Welcome to the Doing Business in China guide, supplied by PwC and sponsored worldwide by HSBC. The PwC Doing Business guides are designed to provide general information for anyone interested in doing business in China, along with specific information on taxation; auditing and accounting; and human resources and employment law. In addition it has information on trade and banking. It’s part of a series of guides to 21 countries produced by PwC for HSBC.
China’s extraordinary transformation is well known. From a negligible presence 30 years ago to being the world’s trading colossus today, the nation is transformed itself and any nation that trades with it. The world’s second-largest economy powered upward on manufacturing by using its immense supply of workers. In recent years wages have soared and now China is again about to transform itself—and the world—by becoming one of the world’s largest consumer markets.

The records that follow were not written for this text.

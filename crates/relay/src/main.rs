//! `relay` - mailbox access from the command line.
//!
//! Accounts and their encrypted passwords live in a local database; every
//! message command opens one IMAP session, does its work and logs out.
//! Records go to stdout as JSON lines, logs go to stderr.

#![warn(clippy::all)]
#![warn(clippy::pedantic)]
#![forbid(unsafe_code)]

mod cli;
mod commands;
mod output;

use std::process::ExitCode;

use anyhow::Context;
use clap::Parser;
use relay_core::{Relay, Settings};
use tracing::debug;
use tracing_subscriber::{layer::SubscriberExt, util::SubscriberInitExt};

use cli::Cli;

#[tokio::main]
async fn main() -> ExitCode {
    tracing_subscriber::registry()
        .with(
            tracing_subscriber::EnvFilter::try_from_default_env()
                .unwrap_or_else(|_| "relay=info,relay_core=info,relay_imap=warn".into()),
        )
        .with(tracing_subscriber::fmt::layer().with_writer(std::io::stderr))
        .init();

    let cli = Cli::parse();
    match run(cli).await {
        Ok(code) => code,
        Err(err) => {
            debug!(error = ?err, "command failed");
            if let Err(e) = output::emit(&output::error_record(&err)) {
                eprintln!("relay: {err:#} ({e})");
            }
            ExitCode::FAILURE
        }
    }
}

async fn run(cli: Cli) -> anyhow::Result<ExitCode> {
    let settings = Settings::load().context("loading settings")?;
    let relay = Relay::open(settings)
        .await
        .context("opening the local database")?;
    commands::run(&relay, cli.command).await
}
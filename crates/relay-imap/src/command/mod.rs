//! IMAP commands.
//!
//! Only the commands a mailbox access layer needs: session setup, folder
//! selection, UID-addressed search/fetch/store/copy/move/expunge, and logout.

mod serialize;
mod tag_generator;
mod types;

pub use serialize::Encoded;
pub use tag_generator::TagGenerator;
pub use types::{FetchAttribute, SearchCriteria, StoreAction};

use crate::types::{Mailbox, UidSet};

/// An IMAP command.
#[derive(Debug, Clone)]
pub enum Command {
    /// CAPABILITY
    Capability,
    /// NOOP
    Noop,
    /// LOGIN user password
    Login {
        /// Username.
        username: String,
        /// Password.
        password: String,
    },
    /// SELECT mailbox (read-write).
    Select(Mailbox),
    /// EXAMINE mailbox (read-only).
    Examine(Mailbox),
    /// UID SEARCH
    UidSearch(SearchCriteria),
    /// UID FETCH
    UidFetch {
        /// Target UIDs.
        uids: UidSet,
        /// Requested data items.
        attributes: Vec<FetchAttribute>,
    },
    /// UID STORE
    UidStore {
        /// Target UIDs.
        uids: UidSet,
        /// Flag change.
        action: StoreAction,
        /// Suppress the untagged FETCH echo.
        silent: bool,
    },
    /// UID COPY
    UidCopy {
        /// Source UIDs.
        uids: UidSet,
        /// Destination mailbox.
        mailbox: Mailbox,
    },
    /// UID MOVE (RFC 6851)
    UidMove {
        /// Source UIDs.
        uids: UidSet,
        /// Destination mailbox.
        mailbox: Mailbox,
    },
    /// UID EXPUNGE (RFC 4315): expunge only the given `\Deleted` messages.
    UidExpunge(UidSet),
    /// EXPUNGE: expunge every `\Deleted` message in the mailbox.
    Expunge,
    /// LOGOUT
    Logout,
}

impl Command {
    /// Short name for logging. Never includes arguments.
    #[must_use]
    pub const fn name(&self) -> &'static str {
        match self {
            Self::Capability => "CAPABILITY",
            Self::Noop => "NOOP",
            Self::Login { .. } => "LOGIN",
            Self::Select(_) => "SELECT",
            Self::Examine(_) => "EXAMINE",
            Self::UidSearch(_) => "UID SEARCH",
            Self::UidFetch { .. } => "UID FETCH",
            Self::UidStore { .. } => "UID STORE",
            Self::UidCopy { .. } => "UID COPY",
            Self::UidMove { .. } => "UID MOVE",
            Self::UidExpunge(_) => "UID EXPUNGE",
            Self::Expunge => "EXPUNGE",
            Self::Logout => "LOGOUT",
        }
    }

    /// Encodes the command under `tag`, CRLF included.
    #[must_use]
    pub fn encode(&self, tag: &str) -> Encoded {
        let mut out = Encoded::new();
        out.push_str(tag);
        out.push_byte(b' ');
        match self {
            Self::Capability | Self::Noop | Self::Expunge | Self::Logout => {
                out.push_str(self.name());
            }
            Self::Login { username, password } => {
                out.push_str("LOGIN ");
                out.push_astring(username);
                out.push_byte(b' ');
                out.push_astring(password);
            }
            Self::Select(mailbox) | Self::Examine(mailbox) => {
                out.push_str(self.name());
                out.push_byte(b' ');
                out.push_astring(mailbox.as_str());
            }
            Self::UidSearch(criteria) => {
                out.push_str("UID SEARCH ");
                out.push_search(criteria);
            }
            Self::UidFetch { uids, attributes } => {
                out.push_str(&format!("UID FETCH {uids} "));
                out.push_fetch_attributes(attributes);
            }
            Self::UidStore {
                uids,
                action,
                silent,
            } => {
                out.push_str(&format!("UID STORE {uids} "));
                out.push_store(action, *silent);
            }
            Self::UidCopy { uids, mailbox } | Self::UidMove { uids, mailbox } => {
                out.push_str(&format!("{} {uids} ", self.name()));
                out.push_astring(mailbox.as_str());
            }
            Self::UidExpunge(uids) => {
                out.push_str(&format!("UID EXPUNGE {uids}"));
            }
        }
        out.push_str("\r\n");
        out
    }
}
//! `relay messages ...`

use std::process::ExitCode;

use relay_core::{MailboxRepository, MessageDetail, Relay, Session, group_threads, search};
use serde::Serialize;

use super::{finish, open};
use crate::cli::MessagesCommand;
use crate::output::{emit, emit_all};

/// Result of a move, trash or spam.
#[derive(Debug, Serialize)]
struct Moved {
    uid: u32,
    new_uid: u32,
    folder: String,
}

/// Result of a mark.
#[derive(Debug, Serialize)]
struct Marked {
    uid: u32,
    read: bool,
}

pub async fn run(relay: &Relay, command: MessagesCommand) -> anyhow::Result<ExitCode> {
    let settings = relay.settings();
    match command {
        MessagesCommand::List {
            location,
            count,
            unread,
        } => {
            let session = open(relay, location).await?;
            let result = repository(relay, &session)
                .list(count.unwrap_or(settings.list_count), unread)
                .await;
            emit_all(&finish(session, result).await?)?;
        }
        MessagesCommand::Search {
            query,
            location,
            count,
        } => {
            let session = open(relay, location).await?;
            let result = repository(relay, &session)
                .list(count.unwrap_or(settings.search_window), false)
                .await;
            let window = finish(session, result).await?;
            emit_all(&search(&window, &query))?;
        }
        MessagesCommand::Read {
            uid,
            location,
            quoted,
        } => {
            let session = open(relay, location).await?;
            let result = repository(relay, &session).open(uid).await;
            let detail = finish(session, result).await?;
            emit(&reading(detail, quoted))?;
        }
        MessagesCommand::Trash { uid, location } => {
            let session = open(relay, location).await?;
            let folder = session.account().folders().trash.to_string();
            let result = repository(relay, &session).trash(uid).await;
            let new_uid = finish(session, result).await?;
            emit(&Moved {
                uid,
                new_uid,
                folder,
            })?;
        }
        MessagesCommand::Spam { uid, location } => {
            let session = open(relay, location).await?;
            let folder = session.account().folders().spam.to_string();
            let result = repository(relay, &session).spam(uid).await;
            let new_uid = finish(session, result).await?;
            emit(&Moved {
                uid,
                new_uid,
                folder,
            })?;
        }
        MessagesCommand::Mark {
            uid,
            location,
            read,
            unread: _,
        } => {
            let session = open(relay, location).await?;
            let result = repository(relay, &session).mark(uid, read).await;
            finish(session, result).await?;
            emit(&Marked { uid, read })?;
        }
        MessagesCommand::Move {
            uid,
            target,
            location,
        } => {
            let session = open(relay, location).await?;
            let result = repository(relay, &session).move_to(uid, &target).await;
            let new_uid = finish(session, result).await?;
            emit(&Moved {
                uid,
                new_uid,
                folder: target,
            })?;
        }
        MessagesCommand::Threads { location, count } => {
            let session = open(relay, location).await?;
            let result = repository(relay, &session)
                .list(count.unwrap_or(settings.list_count), false)
                .await;
            let messages = finish(session, result).await?;
            emit_all(&group_threads(messages))?;
        }
    }
    Ok(ExitCode::SUCCESS)
}

fn repository<'s>(relay: &Relay, session: &'s Session) -> MailboxRepository<'s> {
    MailboxRepository::new(session).with_snippet_length(relay.settings().snippet_length)
}

/// Without `quoted`, the body is the reply text alone.
fn reading(mut detail: MessageDetail, quoted: bool) -> MessageDetail {
    if !quoted {
        detail.body.clone_from(&detail.body_without_quotes);
    }
    detail
}

#[cfg(test)]
mod tests {
    use relay_core::MessageSummary;

    use super::*;

    fn detail() -> MessageDetail {
        let summary = MessageSummary {
            uid: 5,
            message_id: None,
            timestamp: None,
            from: Vec::new(),
            to: Vec::new(),
            cc: Vec::new(),
            bcc: Vec::new(),
            subject: "Re: lunch".to_string(),
            snippet: String::new(),
            flags: Vec::new(),
            unread: true,
            size: None,
            in_reply_to: None,
            references: Vec::new(),
        };
        MessageDetail {
            summary,
            headers: Vec::new(),
            body: "Sure.\n\n> Lunch?".to_string(),
            html_derived: false,
            body_without_quotes: "Sure.".to_string(),
            attachments: Vec::new(),
            thread_id: "uid:5".to_string(),
        }
    }

    #[test]
    fn quotes_are_dropped_unless_asked_for() {
        assert_eq!(reading(detail(), false).body, "Sure.");
        assert_eq!(reading(detail(), true).body, "Sure.\n\n> Lunch?");
    }
}
//! `From` / `To` / `Cc` address lists.

use std::fmt;

use crate::encoding::decode_header_value;

/// A mailbox: optional display name plus address.
#[derive(Debug, Clone, PartialEq, Eq)]
#[cfg_attr(feature = "serde", derive(serde::Serialize, serde::Deserialize))]
pub struct Address {
    /// Display name, RFC 2047 decoded.
    pub name: Option<String>,
    /// The `local@domain` part.
    pub email: String,
}

impl Address {
    /// Creates an address without a display name.
    #[must_use]
    pub fn new(email: impl Into<String>) -> Self {
        Self {
            name: None,
            email: email.into(),
        }
    }
}

impl fmt::Display for Address {
    fn fmt(&self, f: &mut fmt::Formatter<'_>) -> fmt::Result {
        match &self.name {
            Some(name) => write!(f, "{name} <{}>", self.email),
            None => f.write_str(&self.email),
        }
    }
}

/// Parses an address-list header value.
///
/// Handles quoted display names containing commas, angle-bracketed
/// addresses, `(comments)`, and groups (`Team: a@x, b@y;`), whose members
/// are flattened into the result. Entries without an `@` are dropped.
#[must_use]
pub fn parse_address_list(value: &str) -> Vec<Address> {
    split_mailboxes(value)
        .iter()
        .filter_map(|entry| parse_mailbox(entry))
        .collect()
}

/// Splits on top-level commas and group delimiters.
fn split_mailboxes(value: &str) -> Vec<String> {
    let mut entries = Vec::new();
    let mut current = String::new();
    let mut in_quotes = false;
    let mut in_angle = false;
    let mut comment_depth = 0u32;
    let mut escaped = false;

    for c in value.chars() {
        if escaped {
            current.push(c);
            escaped = false;
            continue;
        }
        match c {
            '\\' if in_quotes || comment_depth > 0 => {
                current.push(c);
                escaped = true;
            }
            '"' if comment_depth == 0 => {
                in_quotes = !in_quotes;
                current.push(c);
            }
            '(' if !in_quotes => {
                comment_depth += 1;
                current.push(c);
            }
            ')' if !in_quotes && comment_depth > 0 => {
                comment_depth -= 1;
                current.push(c);
            }
            '<' if !in_quotes && comment_depth == 0 => {
                in_angle = true;
                current.push(c);
            }
            '>' if !in_quotes && comment_depth == 0 => {
                in_angle = false;
                current.push(c);
            }
            ',' | ';' if !in_quotes && !in_angle && comment_depth == 0 => {
                entries.push(std::mem::take(&mut current));
            }
            // Group display name: everything before it is discarded.
            ':' if !in_quotes && !in_angle && comment_depth == 0 => current.clear(),
            _ => current.push(c),
        }
    }
    entries.push(current);
    entries
}

fn parse_mailbox(entry: &str) -> Option<Address> {
    let entry = entry.trim();
    if entry.is_empty() {
        return None;
    }

    if let (Some(open), Some(close)) = (entry.rfind('<'), entry.rfind('>')) {
        if open < close {
            let email = entry[open + 1..close].trim();
            let name = clean_display_name(&entry[..open]);
            return valid_email(email).then(|| Address {
                name,
                email: email.to_string(),
            });
        }
    }

    // Bare address, possibly followed by a comment holding the name.
    let (email, comment) = match entry.find('(') {
        Some(i) => (entry[..i].trim(), Some(&entry[i..])),
        None => (entry, None),
    };
    let name = comment.and_then(|c| {
        clean_display_name(c.trim_start_matches('(').trim_end_matches(')'))
    });
    valid_email(email).then(|| Address {
        name,
        email: email.to_string(),
    })
}

fn clean_display_name(raw: &str) -> Option<String> {
    let mut out = String::with_capacity(raw.len());
    let mut in_quotes = false;
    let mut comment_depth = 0u32;
    let mut chars = raw.trim().chars();
    while let Some(c) = chars.next() {
        match c {
            '\\' => {
                if let Some(next) = chars.next() {
                    out.push(next);
                }
            }
            '"' if comment_depth == 0 => in_quotes = !in_quotes,
            '(' if !in_quotes => comment_depth += 1,
            ')' if !in_quotes && comment_depth > 0 => comment_depth -= 1,
            _ if comment_depth > 0 => {}
            _ => out.push(c),
        }
    }
    let name = decode_header_value(out.trim());
    let name = name.trim();
    (!name.is_empty()).then(|| name.to_string())
}

fn valid_email(email: &str) -> bool {
    email
        .split_once('@')
        .is_some_and(|(local, domain)| !local.is_empty() && !domain.is_empty())
        && !email.contains(char::is_whitespace)
}

#[cfg(test)]
#[allow(clippy::unwrap_used)]
mod tests {
    use super::*;

    #[test]
    fn display_name_forms() {
        let list = parse_address_list(
            "\"Doe, Jane\" <jane@example.com>, Bob <bob@example.org>, carol@example.net",
        );
        assert_eq!(list.len(), 3);
        assert_eq!(list[0].name.as_deref(), Some("Doe, Jane"));
        assert_eq!(list[0].email, "jane@example.com");
        assert_eq!(list[1].to_string(), "Bob <bob@example.org>");
        assert_eq!(list[2], Address::new("carol@example.net"));
    }

    #[test]
    fn encoded_display_name() {
        let list = parse_address_list("=?utf-8?Q?Jos=C3=A9?= <jose@example.com>");
        assert_eq!(list[0].name.as_deref(), Some("José"));
    }

    #[test]
    fn groups_are_flattened() {
        let list = parse_address_list("Team: a@x.io, b@y.io;, c@z.io");
        let emails: Vec<_> = list.iter().map(|a| a.email.as_str()).collect();
        assert_eq!(emails, vec!["a@x.io", "b@y.io", "c@z.io"]);

        assert!(parse_address_list("undisclosed-recipients:;").is_empty());
    }

    #[test]
    fn comments() {
        let list = parse_address_list("ann@example.com (Ann Lee), Max (work) <max@example.com>");
        assert_eq!(list[0].name.as_deref(), Some("Ann Lee"));
        assert_eq!(list[1].name.as_deref(), Some("Max"));
        assert_eq!(list[1].email, "max@example.com");
    }

    #[test]
    fn junk_is_dropped() {
        assert!(parse_address_list("").is_empty());
        assert!(parse_address_list("not an address, <>").is_empty());
    }

    proptest::proptest! {
        #[test]
        fn never_panics(s in "\\PC{0,80}") {
            let _ = parse_address_list(&s);
        }
    }
}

In the attached PDF file you’ll learn about Chinese trade and regulatory environments; local business etiquette; various strategies for setting up a business; the range of commercial income taxes you will be obliged to pay; tax credits available; and value-added taxes. China was peculiar incorporation laws that must be understood if you are to structure your China venture properly. There’s also valuable information on auditing and accounting. You will also learn about immigration rules, working hours and work conditions as well as the highly problematic approach to registering trademarks and protecting intellectual property.
Canada’s trade with China has grown immensely but suffers from a massive deficit in favour of the Middle Kingdom. China is interested in Canadian wood pulp, paper, ores, mineral fuels and oils, fats, oils and waxes as well as grains. At a higher level, the current Five-Year Plan, which directs the evolution of the total Chinese economy, is calling for more efforts to address environmental degradation, opening the door to Canadian environmental science firms and those adept at processing water. Cleantech is another sector that is welcome in China, as well as a growing range of processed foods.